Generically, an internal combustion engine converts the potential chemical energy in gasoline and oxygen into heat, which is then transformed into propulsive energy. Propulsive energy is kinetic energy or energy in a system that may be transferred so that it resides in a different state. Having gained energy during its acceleration, the system maintains its kinetic energy unless its speed changes.
For example, a cyclist uses the chemical energy from food to accelerate the bicycle to its desired speed. Without air resistance or friction, this speed would be maintained without further work due to the kinetic energy accumulated. Because we live in a world with resistance and friction, this cyclist could potentially face a hill where they could come to a slow crawl and the kinetic energy would be replaced by gravitational potential energy. This gravitational energy can then be released as the cyclist freewheels down the other side of the hill, never destroying the energy, only recreating it into another form.

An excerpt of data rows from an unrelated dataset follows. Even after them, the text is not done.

//! Floating-point comparisons for time grids.

use lgm_core::Real;

/// `true` if `a` and `b` differ by at most `n` ulps relative to the larger
/// magnitude.
///
/// Used to treat dates that come out of different arithmetic paths as the
/// same point in time.
#[inline]
pub fn close_enough(a: Real, b: Real, n: u32) -> bool {
    if a == b {
        return true;
    }
    let eps = a.abs().max(b.abs()) * Real::EPSILON * Real::from(n);
    (a - b).abs() <= eps
}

So why is this important? On any given day we are faced with many forces of energy and these forces dictate our mood, ability to function, and directly relate to our performance. So the negative energy that is accumulated through our morning commute has the ability to build and dictate the rest of our day when gone unchecked. In fact, we are much better built psychologically to pass negative energy on than we are positive energy. Our bad day very easily builds up kinetic energy internally and is passed onto others through our interactions with them externally starting a cycle where we are surrounded by negative energy.
What we forget is that energy can be transferred into a different state, so the negative energy we carry with us can easily be turned into productive/positive energy when we allow ourselves to be aware of what we are feeling internally before interacting externally. Great athletes do this all the time. The nervous energy created before a performance is channeled into positive energy that will facilitate, not debilitate, performance.

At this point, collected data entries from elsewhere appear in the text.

//! Martingale diagnostics for simulated forward measures.
//!
//! Under the `T`-forward measure any price divided by `P(·, T)` is a
//! martingale.  Two consequences are checked against the initial curves:
//!
//! * `E^{t}[P(t, T)] = P(0, T) / P(0, t)`
//! * `E^{end}[L(t; start, end)] = L(0; start, end)` for `t <= start`

use lgm_core::{ensure, Real, Result, Size, Time};
use lgm_math::GaussianRng;
use lgm_methods::{MeasureShifter, PathSimulator, SimulationData, SimulationMode};
use lgm_processes::{CurveName, LinearGaussianMarkov};
use tracing::debug;

use crate::mc_caplet_engine::antithetic_statistics;

/// Simulated expectation next to its analytic value.
#[derive(Debug, Clone, Copy, PartialEq)]
pub struct MartingaleCheck {
    /// Monte Carlo mean.
    pub simulated: Real,
    /// Standard error of `simulated`.
    pub error_estimate: Real,
    /// Value implied by the initial curve.
    pub analytic: Real,
}

impl MartingaleCheck {
    /// `|simulated − analytic|` in units of the standard error.
    pub fn deviation(&self) -> Real {
        if self.error_estimate > 0.0 {
            (self.simulated - self.analytic).abs() / self.error_estimate
        } else if self.simulated == self.analytic {
            0.0
        } else {
            Real::INFINITY
        }
    }
}

fn simulate_shifted(
    model: &LinearGaussianMarkov,
    t: Time,
    measure: Time,
    paths: Size,
    mode: SimulationMode,
    rng: &mut dyn GaussianRng,
) -> Result<SimulationData> {
    let risk_neutral = PathSimulator::new(model).simulate(paths, &[t], mode, rng)?;
    MeasureShifter::new(model).shift(measure, &risk_neutral)
}

/// Mean of `P(t, T)` on the discount curve under the `t`-forward measure.
///
/// # Errors
/// `InvalidArgument` unless `0 < t <= T`.
pub fn forward_bond_martingale_test(
    model: &LinearGaussianMarkov,
    t: Time,
    maturity: Time,
    paths: Size,
    mode: SimulationMode,
    rng: &mut dyn GaussianRng,
) -> Result<MartingaleCheck> {
    ensure!(
        t > 0.0 && t <= maturity,
        "bond martingale test needs 0 < t <= T, got t = {t}, T = {maturity}"
    );
    let forward = simulate_shifted(model, t, t, paths, mode, rng)?;
    let prices = forward
        .factors_at(0, 0)?
        .map(|x| model.bond_price(t, maturity, x, CurveName::Discount))
        .collect::<Result<Vec<_>>>()?;
    let stats = antithetic_statistics(&prices);

    let check = MartingaleCheck {
        simulated: stats.mean().unwrap_or(0.0),
        error_estimate: stats.error_estimate().unwrap_or(0.0),
        analytic: model.curve(CurveName::Discount).forward_discount(t, maturity),
    };
    debug!(t, maturity, ?check, "forward bond martingale");
    Ok(check)
}

/// Mean of `L(t; start, end)` projected from `curve` under the
/// `end`-forward measure.
///
/// # Errors
/// `InvalidArgument` unless `0 < t <= start < end`.
#[allow(clippy::too_many_arguments)]
pub fn forward_libor_martingale_test(
    model: &LinearGaussianMarkov,
    t: Time,
    start: Time,
    end: Time,
    curve: CurveName,
    paths: Size,
    mode: SimulationMode,
    rng: &mut dyn GaussianRng,
) -> Result<MartingaleCheck> {
    ensure!(
        t > 0.0 && t <= start && start < end,
        "Libor martingale test needs 0 < t <= start < end, got t = {t}, [{start}, {end}]"
    );
    let forward = simulate_shifted(model, t, end, paths, mode, rng)?;
    let rates = forward
        .factors_at(0, 0)?
        .map(|x| model.libor(t, start, end, x, curve))
        .collect::<Result<Vec<_>>>()?;
    let stats = antithetic_statistics(&rates);

    let check = MartingaleCheck {
        simulated: stats.mean().unwrap_or(0.0),
        error_estimate: stats.error_estimate().unwrap_or(0.0),
        analytic: model.curve(curve).forward_rate(start, end),
    };
    debug!(t, start, end, ?curve, ?check, "forward Libor martingale");
    Ok(check)
}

The first thing that needs to happen is introspection, or a detailed mental examination of your feelings, thoughts, and motives. Life is filled with transitional periods, and these transitional periods are where we have the time to internally check what types of energy we are detaining, question what type of energy is needed for the task at hand, and then transfer the energy into what we want it to be.

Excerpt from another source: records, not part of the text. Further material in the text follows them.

//! # lgm-math
//!
//! Mathematical utilities for the Linear Gaussian Markov engine: the
//! mean-reversion kernel `beta_ou`, ulp comparisons, linear interpolation,
//! the normal distribution (via statrs), the Black formula, Gaussian random
//! number generators and a running statistics accumulator.

#![warn(missing_docs)]
#![forbid(unsafe_code)]

// ── Modules ───────────────────────────────────────────────────────────────────

/// Black (1976) formula on a forward.
pub mod black_formula;

/// Ulp-based floating-point comparison.
pub mod comparison;

/// Probability distributions.
pub mod distributions;

/// Mean-reversion kernels.
pub mod functions;

/// 1D interpolation.
pub mod interpolations;

/// Random number generators.
pub mod random_numbers;

/// Statistics accumulators.
pub mod statistics;

// ── Convenience re-exports ────────────────────────────────────────────────────

pub use black_formula::{black_formula, OptionType};
pub use comparison::close_enough;
pub use distributions::{normal_cdf, normal_cdf_inverse, normal_pdf};
pub use functions::{beta_ou, MEAN_REVERSION_THRESHOLD};
pub use interpolations::LinearInterpolation;
pub use random_numbers::{
    DistributionRng, GaussianRng, InverseCumulativeNormalRng, MersenneTwisterUniformRng,
};
pub use statistics::Statistics;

Much like the cyclist, we have the ability to go from complete rest to movement, face a challenge and overcome it, and then build up the necessary speed to face our next challenge. This work is all accomplished by the same forces transferred into different dimensions of energy which are to be thoughtfully transformed into productive states that will allow us to excel. It is when we as individuals refuse to transfer energy into its correct venue that we deny the process of turning potential energy into propulsive energy, where we allow external negative energy to become internal (or vice versa), and when we allow our surroundings to control our personal environment.
In fully understanding the scope by which our thoughts initiate our actions we must become aware of how the energy we hold is either facilitating or debilitating our efforts. Through understanding how energy works within us we then have the ability to choose which energy we need to use for the desired results we seek.